Gregory’s Full Story
Before being young and being a man, before you’re really taught to think for yourself and enforce your own ideas to yourself, masculinity just becomes this arbitrary thing of seeming strong and stoic, etc.–all the stereotypical things that come with being masculine. As I got older, I realized more and more that the more mature I become the less I value that effort to be masculine that you’re taught.
I think a very common misconception is that we are in some way weak or “sissies.” But people don’t realize until they see men actually dance just how strong we have to be.
And when I think about masculinity in dance, I think “hypermasculinity” because I constantly hear people talk about how a “man” should dance. A lot of the time I’m like, “that’s why so many of them look stiff.”
I think we live in a time where a more honest idea of masculinity can be presented in ballet. But for now, 90 percent of my favorite dancers are women just because it seems like they’re “allowed” to be willowy and fluid as often as they want, which is my favorite way to move. (See Ghrai Devore from Ailey.)
Why do I dance? I dance because dance let’s me express all the things that music and writing and any other artistic outlet that I explore won’t let me say. It’s taught me a lot about myself. It has taught me that I am often insecure when I don’t need to be. I can stunt myself.

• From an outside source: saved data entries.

//! Minimal model of the WASM machine, just enough to commit to its state.
//!
//! The challenge protocol never executes the machine. It only needs to produce the same hash the
//! one-step prover computes for a freshly started machine and for the halted end states.

use std::fmt;

use serde::{Deserialize, Serialize};

use crate::{
    errors::MachineHashError,
    hash::{keccak256, keccak256_packed},
    types::Bytes32,
};

/// Execution status of a machine.
///
/// The discriminants are part of the commitment format and must not change.
#[derive(Debug, Clone, Copy, PartialEq, Eq, Hash, Serialize, Deserialize)]
#[repr(u8)]
pub enum MachineStatus {
    /// The machine is still executing.
    Running = 0,
    /// The machine reached the end of the block cleanly.
    Finished = 1,
    /// The machine hit an unrecoverable error.
    Errored = 2,
    /// The machine is waiting for input that is not yet available.
    Blocked = 3,
    /// The machine tried to read past the end of the available inbox.
    TooFar = 4,
}

impl fmt::Display for MachineStatus {
    fn fmt(&self, f: &mut fmt::Formatter<'_>) -> fmt::Result {
        let status_str = match self {
            MachineStatus::Running => "Running",
            MachineStatus::Finished => "Finished",
            MachineStatus::Errored => "Errored",
            MachineStatus::Blocked => "Blocked",
            MachineStatus::TooFar => "TooFar",
        };
        write!(f, "{}", status_str)
    }
}

/// Type tag of a machine value.
#[derive(Debug, Clone, Copy, PartialEq, Eq, Hash, Serialize, Deserialize)]
#[repr(u8)]
pub enum ValueType {
    /// 32-bit integer.
    I32 = 0,
    /// 64-bit integer.
    I64 = 1,
    /// 32-bit float.
    F32 = 2,
    /// 64-bit float.
    F64 = 3,
    /// Null reference.
    RefNull = 4,
    /// Function reference.
    FuncRef = 5,
    /// Reference internal to the machine.
    InternalRef = 6,
    /// Marker separating call frames on the value stack.
    StackBoundary = 7,
}

/// A single typed value. `contents` is a 256-bit word in the commitment, of which only the low
/// bits are ever set.
#[derive(Debug, Clone, Copy, PartialEq, Eq, Hash, Serialize, Deserialize)]
pub struct Value {
    /// The type tag.
    pub value_type: ValueType,
    /// The raw contents.
    pub contents: u64,
}

impl Value {
    /// A null reference.
    pub const fn ref_null() -> Self {
        Self {
            value_type: ValueType::RefNull,
            contents: 0,
        }
    }

    /// A 32-bit integer value.
    pub const fn i32(value: u32) -> Self {
        Self {
            value_type: ValueType::I32,
            contents: value as u64,
        }
    }

    /// Commitment to this value.
    pub fn hash(&self) -> Bytes32 {
        keccak256_packed(&[
            b"Value:",
            &[self.value_type as u8],
            Bytes32::from_u64_be(self.contents).as_ref(),
        ])
    }
}

/// A value stack of which the top values are known and the rest is summarized by a hash.
#[derive(Debug, Clone, Default, PartialEq, Eq, Hash, Serialize, Deserialize)]
pub struct ValueStack {
    /// The explicitly known values, bottom first.
    pub proved: Vec<Value>,
    /// Hash of everything below `proved`.
    pub remaining_hash: Bytes32,
}

impl ValueStack {
    /// Commitment to the stack.
    pub fn hash(&self) -> Bytes32 {
        self.proved.iter().fold(self.remaining_hash, |acc, value| {
            keccak256_packed(&[b"Value stack:", value.hash().as_ref(), acc.as_ref()])
        })
    }
}

/// A call frame.
#[derive(Debug, Clone, Copy, PartialEq, Eq, Hash, Serialize, Deserialize)]
pub struct StackFrame {
    /// Where execution resumes on return.
    pub return_pc: Value,
    /// Merkle root of the frame's locals.
    pub locals_merkle_root: Bytes32,
    /// Index of the calling module.
    pub caller_module: u32,
    /// Internals offset of the calling module.
    pub caller_module_internals: u32,
}

impl StackFrame {
    /// Commitment to the frame.
    pub fn hash(&self) -> Bytes32 {
        keccak256_packed(&[
            b"Stack frame:",
            self.return_pc.hash().as_ref(),
            self.locals_merkle_root.as_ref(),
            &self.caller_module.to_be_bytes(),
            &self.caller_module_internals.to_be_bytes(),
        ])
    }
}

/// The known top of the frame stack plus a hash of the rest.
#[derive(Debug, Clone, Default, PartialEq, Eq, Hash, Serialize, Deserialize)]
pub struct StackFrameWindow {
    /// The explicitly known frames, bottom first.
    pub proved: Vec<StackFrame>,
    /// Hash of everything below `proved`.
    pub remaining_hash: Bytes32,
}

impl StackFrameWindow {
    /// Commitment to the frame stack.
    pub fn hash(&self) -> Bytes32 {
        self.proved.iter().fold(self.remaining_hash, |acc, frame| {
            keccak256_packed(&[b"Stack frame stack:", frame.hash().as_ref(), acc.as_ref()])
        })
    }
}

/// The committed state of a machine.
#[derive(Debug, Clone, PartialEq, Eq, Hash, Serialize, Deserialize)]
pub struct Machine {
    /// Execution status.
    pub status: MachineStatus,
    /// The value stack.
    pub value_stack: ValueStack,
    /// The internal stack.
    pub internal_stack: ValueStack,
    /// The call frames.
    pub frame_stack: StackFrameWindow,
    /// Commitment to the global state the machine operates on.
    pub global_state_hash: Bytes32,
    /// Currently executing module.
    pub module_idx: u32,
    /// Currently executing function within the module.
    pub function_idx: u32,
    /// Program counter within the function.
    pub function_pc: u32,
    /// Merkle root of all loaded modules.
    pub modules_root: Bytes32,
}

impl Machine {
    /// The machine right before executing the entrypoint of `modules_root` over the given global
    /// state.
    ///
    /// The value stack carries the entrypoint call ABI: a null function reference followed by two
    /// zero `i32`s.
    pub fn start(global_state_hash: Bytes32, modules_root: Bytes32) -> Self {
        Self {
            status: MachineStatus::Running,
            value_stack: ValueStack {
                proved: vec![Value::ref_null(), Value::i32(0), Value::i32(0)],
                remaining_hash: Bytes32::ZERO,
            },
            internal_stack: ValueStack::default(),
            frame_stack: StackFrameWindow::default(),
            global_state_hash,
            module_idx: 0,
            function_idx: 0,
            function_pc: 0,
            modules_root,
        }
    }

    /// Commitment to the machine as if it were running, regardless of its status.
    pub(crate) fn running_hash(&self) -> Bytes32 {
        keccak256_packed(&[
            b"Machine running:",
            self.value_stack.hash().as_ref(),
            self.internal_stack.hash().as_ref(),
            self.frame_stack.hash().as_ref(),
            self.global_state_hash.as_ref(),
            &self.module_idx.to_be_bytes(),
            &self.function_idx.to_be_bytes(),
            &self.function_pc.to_be_bytes(),
            self.modules_root.as_ref(),
        ])
    }

    /// Commitment to the machine.
    ///
    /// Halted machines commit only to what outlives them: a finished machine to its global state,
    /// errored and too-far machines to nothing but their status.
    pub fn hash(&self) -> Result<Bytes32, MachineHashError> {
        match self.status {
            MachineStatus::Running => Ok(self.running_hash()),
            MachineStatus::Finished => Ok(keccak256_packed(&[
                b"Machine finished:",
                self.global_state_hash.as_ref(),
            ])),
            MachineStatus::Errored => Ok(keccak256(b"Machine errored:")),
            MachineStatus::TooFar => Ok(keccak256(b"Machine too far:")),
            MachineStatus::Blocked => Err(MachineHashError::InvalidStatus(self.status)),
        }
    }
}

But in realizing that, it’s taught me to be comfortable with just putting things out there and hoping for the best, and watching it flourish or–in a lot of cases now–just knowing that something I do, even if it’s not exactly what I want to be, will be in some respect, beautiful, important, and valid in some way or another.
When I’m on stage, I feel like whoever happens to notice me, hopefully, is gaining some sort of perspective on the passion that we just can’t help but display no matter what piece you’re dancing, no matter the length of it, or what the feel is. Hopefully, somebody gets the emotional message that’s coming through and sees the dedication and hard work that has gone into it and admires it. And, I don’t know, in some way is inspired to carry something like that in their own day-to-day life in whatever they do.
I think that there’s a freedom that comes from moving your body. There’s just sort of an innate freedom that comes from moving through space to, whether it be constructed sound or structured music, something that ignites that rhythm in you and, not changes your heartbeat, but changes the way your heartbeat feels.